■ How to complete this task: Beginning with the first line, please repeat the entries exactly and end on the line that contains "use clap::Parser;".

■ Records for this exercise:
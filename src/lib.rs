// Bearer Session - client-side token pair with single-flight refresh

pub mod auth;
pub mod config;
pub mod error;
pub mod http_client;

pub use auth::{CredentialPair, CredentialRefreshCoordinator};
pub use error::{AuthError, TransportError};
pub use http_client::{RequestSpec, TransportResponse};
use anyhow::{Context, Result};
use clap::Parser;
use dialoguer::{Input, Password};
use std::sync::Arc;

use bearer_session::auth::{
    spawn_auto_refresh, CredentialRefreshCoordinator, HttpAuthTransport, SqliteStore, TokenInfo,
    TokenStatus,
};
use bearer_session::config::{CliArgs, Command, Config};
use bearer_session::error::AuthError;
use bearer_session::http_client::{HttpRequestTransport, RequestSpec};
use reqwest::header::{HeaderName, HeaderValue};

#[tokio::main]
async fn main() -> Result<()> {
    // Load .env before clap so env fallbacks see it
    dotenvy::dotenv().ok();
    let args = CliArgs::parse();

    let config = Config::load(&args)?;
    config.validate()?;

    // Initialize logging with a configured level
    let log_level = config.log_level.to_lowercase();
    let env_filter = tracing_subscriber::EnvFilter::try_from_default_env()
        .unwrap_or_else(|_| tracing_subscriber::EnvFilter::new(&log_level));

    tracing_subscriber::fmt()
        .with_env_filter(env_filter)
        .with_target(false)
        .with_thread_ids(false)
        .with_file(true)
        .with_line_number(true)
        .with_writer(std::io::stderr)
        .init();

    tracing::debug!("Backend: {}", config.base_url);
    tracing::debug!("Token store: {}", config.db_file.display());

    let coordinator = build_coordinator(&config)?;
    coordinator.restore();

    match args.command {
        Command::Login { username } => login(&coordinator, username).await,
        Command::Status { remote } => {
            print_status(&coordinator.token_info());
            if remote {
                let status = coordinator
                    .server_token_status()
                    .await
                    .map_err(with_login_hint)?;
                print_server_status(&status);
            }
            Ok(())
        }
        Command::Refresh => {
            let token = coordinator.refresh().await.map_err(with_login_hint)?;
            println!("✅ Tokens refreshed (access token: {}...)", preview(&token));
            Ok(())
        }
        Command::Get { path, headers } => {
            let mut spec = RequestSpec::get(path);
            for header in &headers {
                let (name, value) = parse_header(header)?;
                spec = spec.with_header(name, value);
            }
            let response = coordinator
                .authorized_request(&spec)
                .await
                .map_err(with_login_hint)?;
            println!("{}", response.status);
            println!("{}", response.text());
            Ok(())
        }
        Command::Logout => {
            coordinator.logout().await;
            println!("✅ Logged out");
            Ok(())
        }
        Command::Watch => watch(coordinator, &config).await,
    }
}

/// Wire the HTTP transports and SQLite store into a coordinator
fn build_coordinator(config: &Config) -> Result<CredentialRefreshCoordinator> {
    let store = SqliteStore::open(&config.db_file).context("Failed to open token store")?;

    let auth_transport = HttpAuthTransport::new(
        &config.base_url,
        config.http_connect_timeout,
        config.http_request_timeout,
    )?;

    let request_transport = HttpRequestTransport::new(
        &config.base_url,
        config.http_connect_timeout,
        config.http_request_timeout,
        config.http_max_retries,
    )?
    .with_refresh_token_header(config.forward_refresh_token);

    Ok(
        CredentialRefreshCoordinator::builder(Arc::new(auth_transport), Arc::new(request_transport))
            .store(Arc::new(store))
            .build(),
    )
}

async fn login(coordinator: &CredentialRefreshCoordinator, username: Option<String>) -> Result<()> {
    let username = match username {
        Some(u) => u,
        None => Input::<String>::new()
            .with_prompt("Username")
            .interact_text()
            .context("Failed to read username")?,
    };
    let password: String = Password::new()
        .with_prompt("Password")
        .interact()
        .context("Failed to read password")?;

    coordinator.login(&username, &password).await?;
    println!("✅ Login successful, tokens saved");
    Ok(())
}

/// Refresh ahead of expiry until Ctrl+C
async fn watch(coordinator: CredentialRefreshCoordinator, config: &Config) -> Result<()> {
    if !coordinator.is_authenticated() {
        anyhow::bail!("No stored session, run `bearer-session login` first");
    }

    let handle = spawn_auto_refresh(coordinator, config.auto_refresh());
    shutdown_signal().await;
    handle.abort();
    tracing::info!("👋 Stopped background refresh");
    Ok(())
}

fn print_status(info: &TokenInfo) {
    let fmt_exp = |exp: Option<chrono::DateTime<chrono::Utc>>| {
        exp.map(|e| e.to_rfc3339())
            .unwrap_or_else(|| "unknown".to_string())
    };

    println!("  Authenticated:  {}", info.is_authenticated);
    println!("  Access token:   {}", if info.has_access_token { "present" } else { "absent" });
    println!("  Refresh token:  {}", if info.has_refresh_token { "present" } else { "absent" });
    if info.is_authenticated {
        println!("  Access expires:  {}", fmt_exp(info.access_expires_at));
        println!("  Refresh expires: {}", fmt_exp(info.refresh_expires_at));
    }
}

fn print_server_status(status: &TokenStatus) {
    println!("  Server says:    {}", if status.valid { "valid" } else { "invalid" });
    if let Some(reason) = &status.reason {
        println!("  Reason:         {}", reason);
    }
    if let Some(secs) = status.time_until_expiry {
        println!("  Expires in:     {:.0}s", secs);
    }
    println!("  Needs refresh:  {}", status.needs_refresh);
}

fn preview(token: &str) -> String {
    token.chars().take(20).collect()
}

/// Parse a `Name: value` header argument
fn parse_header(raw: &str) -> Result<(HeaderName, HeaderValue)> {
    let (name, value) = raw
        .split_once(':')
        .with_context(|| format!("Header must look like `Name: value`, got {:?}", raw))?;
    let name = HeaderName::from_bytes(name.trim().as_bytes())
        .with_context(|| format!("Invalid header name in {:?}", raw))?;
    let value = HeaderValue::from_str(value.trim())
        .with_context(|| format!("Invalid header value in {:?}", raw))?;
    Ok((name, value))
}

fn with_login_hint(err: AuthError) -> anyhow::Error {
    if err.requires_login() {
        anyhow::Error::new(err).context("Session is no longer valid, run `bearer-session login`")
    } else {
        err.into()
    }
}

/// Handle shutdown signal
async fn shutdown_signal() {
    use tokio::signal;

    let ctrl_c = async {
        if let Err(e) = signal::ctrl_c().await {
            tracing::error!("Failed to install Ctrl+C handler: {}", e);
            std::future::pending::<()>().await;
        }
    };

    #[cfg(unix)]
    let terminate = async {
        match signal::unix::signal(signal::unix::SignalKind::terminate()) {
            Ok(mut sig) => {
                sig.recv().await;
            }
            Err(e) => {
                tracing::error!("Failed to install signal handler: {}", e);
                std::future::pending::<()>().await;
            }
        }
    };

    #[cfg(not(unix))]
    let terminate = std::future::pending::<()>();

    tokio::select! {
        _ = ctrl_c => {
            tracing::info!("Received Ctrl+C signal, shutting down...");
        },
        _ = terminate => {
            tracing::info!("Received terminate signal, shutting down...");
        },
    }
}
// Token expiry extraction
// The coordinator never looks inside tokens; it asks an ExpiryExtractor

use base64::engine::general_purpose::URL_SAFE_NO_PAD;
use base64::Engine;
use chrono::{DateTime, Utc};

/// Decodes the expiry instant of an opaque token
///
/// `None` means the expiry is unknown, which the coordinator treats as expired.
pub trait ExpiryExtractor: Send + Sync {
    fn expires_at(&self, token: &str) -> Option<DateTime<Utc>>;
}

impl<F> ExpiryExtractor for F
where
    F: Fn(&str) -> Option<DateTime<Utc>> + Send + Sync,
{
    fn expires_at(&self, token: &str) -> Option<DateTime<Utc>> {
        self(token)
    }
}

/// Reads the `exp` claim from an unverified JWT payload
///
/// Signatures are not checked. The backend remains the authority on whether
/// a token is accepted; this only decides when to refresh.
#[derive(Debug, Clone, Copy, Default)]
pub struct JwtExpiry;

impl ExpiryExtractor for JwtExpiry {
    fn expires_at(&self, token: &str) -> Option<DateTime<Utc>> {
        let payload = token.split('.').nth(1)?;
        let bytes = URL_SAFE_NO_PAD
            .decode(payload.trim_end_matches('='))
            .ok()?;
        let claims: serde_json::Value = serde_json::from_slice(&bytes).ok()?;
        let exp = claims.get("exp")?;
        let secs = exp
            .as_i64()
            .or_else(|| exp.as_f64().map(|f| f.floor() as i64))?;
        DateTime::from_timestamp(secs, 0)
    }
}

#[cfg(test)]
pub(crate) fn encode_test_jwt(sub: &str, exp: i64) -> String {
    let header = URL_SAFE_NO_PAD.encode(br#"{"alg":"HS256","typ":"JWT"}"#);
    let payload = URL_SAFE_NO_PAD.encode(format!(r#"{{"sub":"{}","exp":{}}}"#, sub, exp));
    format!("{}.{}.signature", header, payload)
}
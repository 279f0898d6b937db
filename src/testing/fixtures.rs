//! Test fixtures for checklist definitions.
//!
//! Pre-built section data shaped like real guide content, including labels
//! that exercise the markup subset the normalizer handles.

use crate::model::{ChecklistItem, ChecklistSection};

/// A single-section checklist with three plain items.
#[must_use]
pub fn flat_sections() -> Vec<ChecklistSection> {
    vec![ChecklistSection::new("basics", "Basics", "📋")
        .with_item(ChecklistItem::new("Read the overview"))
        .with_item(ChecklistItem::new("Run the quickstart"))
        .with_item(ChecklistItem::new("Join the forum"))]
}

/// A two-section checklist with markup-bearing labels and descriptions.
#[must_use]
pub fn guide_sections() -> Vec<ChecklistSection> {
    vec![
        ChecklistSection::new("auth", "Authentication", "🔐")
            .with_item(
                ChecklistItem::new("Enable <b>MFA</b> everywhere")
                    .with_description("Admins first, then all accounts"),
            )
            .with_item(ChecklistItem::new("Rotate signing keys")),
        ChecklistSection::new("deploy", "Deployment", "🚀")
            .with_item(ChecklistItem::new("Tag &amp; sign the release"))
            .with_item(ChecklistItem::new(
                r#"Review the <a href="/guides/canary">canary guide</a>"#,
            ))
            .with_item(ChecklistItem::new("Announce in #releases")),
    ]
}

■ Completed task:
filename src/lib.rs
// Bearer Session - client-side token pair with single-flight refresh

pub mod auth;
pub mod config;
pub mod error;
pub mod http_client;

pub use auth::{CredentialPair, CredentialRefreshCoordinator};
pub use error::{AuthError, TransportError};
pub use http_client::{RequestSpec, TransportResponse};
use anyhow::{Context, Result};
use clap::Parser;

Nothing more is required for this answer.